Tiago Petinga / Lusa

Um relatório da Comissão Europeia faz uma análise ao processo que determinou o fim do BES e a criação do Novo Banco, prevendo que os contribuintes serão chamados a pagar futuras perdas do chamado “banco bom”.

Neste documento elaborado por técnicos de Bruxelas frisa-se que há a possibilidade de “algumas perdas serem suportadas pelos contribuintes”.

Esta posição contraria as garantias que têm sido dadas pela ministra das Finanças, Maria Luís Albuquerque, que tem dito que eventuais prejuízos serão suportados pelos bancos e pelas instituições financeiras.
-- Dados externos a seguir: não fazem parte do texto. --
//! Color space conversion formulas
//!
//! Implements the standard CIE conversions used by the extraction pipeline:
//! - sRGB <-> linear RGB companding (IEC 61966-2-1)
//! - linear RGB <-> CIE XYZ under the D65 illuminant, 2 degree observer
//! - XYZ <-> CIE L*a*b* with the piecewise f(t) function
//! - RGB <-> HSL
//!
//! All channel inputs are clamped to their declared ranges before use, and
//! RGB outputs are clamped to [0, 255], so a Lab round-trip of an in-gamut
//! color stays within one RGB unit per channel.

use crate::constants::{d65, lab, srgb};

/// Linear sRGB -> XYZ matrix (row-major), IEC 61966-2-1 primaries with D65
const RGB_TO_XYZ: [[f64; 3]; 3] = [
    [0.412_456_4, 0.357_576_1, 0.180_437_5],
    [0.212_672_9, 0.715_152_2, 0.072_175_0],
    [0.019_333_9, 0.119_192_0, 0.950_304_1],
];

/// XYZ -> linear sRGB matrix, inverse of [`RGB_TO_XYZ`]
const XYZ_TO_RGB: [[f64; 3]; 3] = [
    [3.240_454_2, -1.537_138_5, -0.498_531_4],
    [-0.969_266_0, 1.876_010_8, 0.041_556_0],
    [0.055_643_4, -0.204_025_9, 1.057_225_2],
];

/// Expand one sRGB-encoded channel (0..1) to linear light
pub fn srgb_to_linear(u: f64) -> f64 {
    if u <= srgb::ENCODED_THRESHOLD {
        u / srgb::LINEAR_SLOPE
    } else {
        ((u + srgb::OFFSET) / srgb::SCALE).powf(srgb::GAMMA)
    }
}

/// Compress one linear channel (0..1) back to sRGB encoding
pub fn linear_to_srgb(u: f64) -> f64 {
    if u <= srgb::LINEAR_THRESHOLD {
        u * srgb::LINEAR_SLOPE
    } else {
        srgb::SCALE * u.powf(1.0 / srgb::GAMMA) - srgb::OFFSET
    }
}

/// Convert sRGB channels (0..255) to CIE XYZ scaled so that Y of white is 100
///
/// Channels are clamped to [0, 255] before use.
pub fn rgb_to_xyz(r: f64, g: f64, b: f64) -> (f64, f64, f64) {
    let rl = srgb_to_linear(r.clamp(0.0, 255.0) / 255.0);
    let gl = srgb_to_linear(g.clamp(0.0, 255.0) / 255.0);
    let bl = srgb_to_linear(b.clamp(0.0, 255.0) / 255.0);

    let x = RGB_TO_XYZ[0][0] * rl + RGB_TO_XYZ[0][1] * gl + RGB_TO_XYZ[0][2] * bl;
    let y = RGB_TO_XYZ[1][0] * rl + RGB_TO_XYZ[1][1] * gl + RGB_TO_XYZ[1][2] * bl;
    let z = RGB_TO_XYZ[2][0] * rl + RGB_TO_XYZ[2][1] * gl + RGB_TO_XYZ[2][2] * bl;

    (x * 100.0, y * 100.0, z * 100.0)
}

/// Convert CIE XYZ (Y of white = 100) to sRGB channels clamped to [0, 255]
pub fn xyz_to_rgb(x: f64, y: f64, z: f64) -> (f64, f64, f64) {
    let xs = x / 100.0;
    let ys = y / 100.0;
    let zs = z / 100.0;

    let rl = XYZ_TO_RGB[0][0] * xs + XYZ_TO_RGB[0][1] * ys + XYZ_TO_RGB[0][2] * zs;
    let gl = XYZ_TO_RGB[1][0] * xs + XYZ_TO_RGB[1][1] * ys + XYZ_TO_RGB[1][2] * zs;
    let bl = XYZ_TO_RGB[2][0] * xs + XYZ_TO_RGB[2][1] * ys + XYZ_TO_RGB[2][2] * zs;

    (
        (linear_to_srgb(rl) * 255.0).clamp(0.0, 255.0),
        (linear_to_srgb(gl) * 255.0).clamp(0.0, 255.0),
        (linear_to_srgb(bl) * 255.0).clamp(0.0, 255.0),
    )
}

/// Piecewise f(t) of the Lab forward transform
fn lab_f(t: f64) -> f64 {
    if t > lab::EPSILON {
        t.cbrt()
    } else {
        lab::KAPPA * t + lab::LINEAR_OFFSET
    }
}

/// Inverse of [`lab_f`], symmetric piecewise form
fn lab_f_inv(t: f64) -> f64 {
    let cubed = t * t * t;
    if cubed > lab::EPSILON {
        cubed
    } else {
        (t - lab::LINEAR_OFFSET) / lab::KAPPA
    }
}

/// Convert CIE XYZ (Y of white = 100) to L*a*b* under D65
pub fn xyz_to_lab(x: f64, y: f64, z: f64) -> (f64, f64, f64) {
    let fx = lab_f(x / d65::WHITE_X);
    let fy = lab_f(y / d65::WHITE_Y);
    let fz = lab_f(z / d65::WHITE_Z);

    (116.0 * fy - 16.0, 500.0 * (fx - fy), 200.0 * (fy - fz))
}

/// Convert L*a*b* under D65 back to CIE XYZ (Y of white = 100)
pub fn lab_to_xyz(l: f64, a: f64, b: f64) -> (f64, f64, f64) {
    let fy = (l + 16.0) / 116.0;
    let fx = fy + a / 500.0;
    let fz = fy - b / 200.0;

    (
        lab_f_inv(fx) * d65::WHITE_X,
        lab_f_inv(fy) * d65::WHITE_Y,
        lab_f_inv(fz) * d65::WHITE_Z,
    )
}

/// Convert sRGB channels (0..255, clamped) to L*a*b*
pub fn rgb_to_lab(r: f64, g: f64, b: f64) -> (f64, f64, f64) {
    let (x, y, z) = rgb_to_xyz(r, g, b);
    xyz_to_lab(x, y, z)
}

/// Convert L*a*b* to sRGB channels clamped to [0, 255]
pub fn lab_to_rgb(l: f64, a: f64, b: f64) -> (f64, f64, f64) {
    let (x, y, z) = lab_to_xyz(l, a, b);
    xyz_to_rgb(x, y, z)
}

/// Convert sRGB channels (0..255, clamped) to HSL
///
/// Hue is in degrees [0, 360); saturation and lightness are in [0, 1].
pub fn rgb_to_hsl(r: f64, g: f64, b: f64) -> (f64, f64, f64) {
    let rn = r.clamp(0.0, 255.0) / 255.0;
    let gn = g.clamp(0.0, 255.0) / 255.0;
    let bn = b.clamp(0.0, 255.0) / 255.0;

    let max = rn.max(gn).max(bn);
    let min = rn.min(gn).min(bn);
    let l = (max + min) / 2.0;

    if max == min {
        return (0.0, 0.0, l);
    }

    let d = max - min;
    let s = d / (1.0 - (2.0 * l - 1.0).abs());

    let mut h = if max == rn {
        (gn - bn) / d
    } else if max == gn {
        (bn - rn) / d + 2.0
    } else {
        (rn - gn) / d + 4.0
    } * 60.0;
    if h < 0.0 {
        h += 360.0;
    }

    (h, s, l)
}

/// Convert HSL (hue in degrees, s/l in [0, 1]) to sRGB channels in [0, 255]
pub fn hsl_to_rgb(h: f64, s: f64, l: f64) -> (f64, f64, f64) {
    let h = h.rem_euclid(360.0);
    let s = s.clamp(0.0, 1.0);
    let l = l.clamp(0.0, 1.0);

    let c = (1.0 - (2.0 * l - 1.0).abs()) * s;
    let x = c * (1.0 - ((h / 60.0).rem_euclid(2.0) - 1.0).abs());
    let m = l - c / 2.0;

    let (rn, gn, bn) = match (h / 60.0) as u32 {
        0 => (c, x, 0.0),
        1 => (x, c, 0.0),
        2 => (0.0, c, x),
        3 => (0.0, x, c),
        4 => (x, 0.0, c),
        _ => (c, 0.0, x),
    };

    ((rn + m) * 255.0, (gn + m) * 255.0, (bn + m) * 255.0)
}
O relatório foi publicado pela Direcção Geral de Assuntos Económicos e Financeiros (DG ECFIN) e faz uma análise a sete casos da Banca Mundial que terminaram com a resolução das entidades envolvidas.

“É importante referir que o capital do Novo Banco, que ascende a 4,9 mil milhões, foi completamente subscrito pelo Fundo de Resolução português. A questão aqui é que o Fundo foi criado recentemente (2012) e não tinha fundos suficientes para suportar os custos da operação, pelo que a maior parte do capital [3,9 mil milhões] foi financiado com um empréstimo do Estado, através do Fundo de Resolução. Este caso poderá, assim ser classificado como um bail in, mas como parte do capital foi obtido através de um empréstimo estatal, existe a possibilidade de, no futuro, algumas perdas serem suportadas pelos contribuintes“, escreve-se no documento, citado pelo Diário Económico.

No relatório frisa-se ainda que “as experiências de resgate interno ocorrem geralmente após tentativas falhadas de ajudas públicas (bail-out)” e que, “na maior dos casos, já vieram tarde e apenas sob pressão dos parceiros europeus”.

Foi precisamente isso que sucedeu com o BES com a intervenção do Banco Central Europeu junto do Banco de Portugal.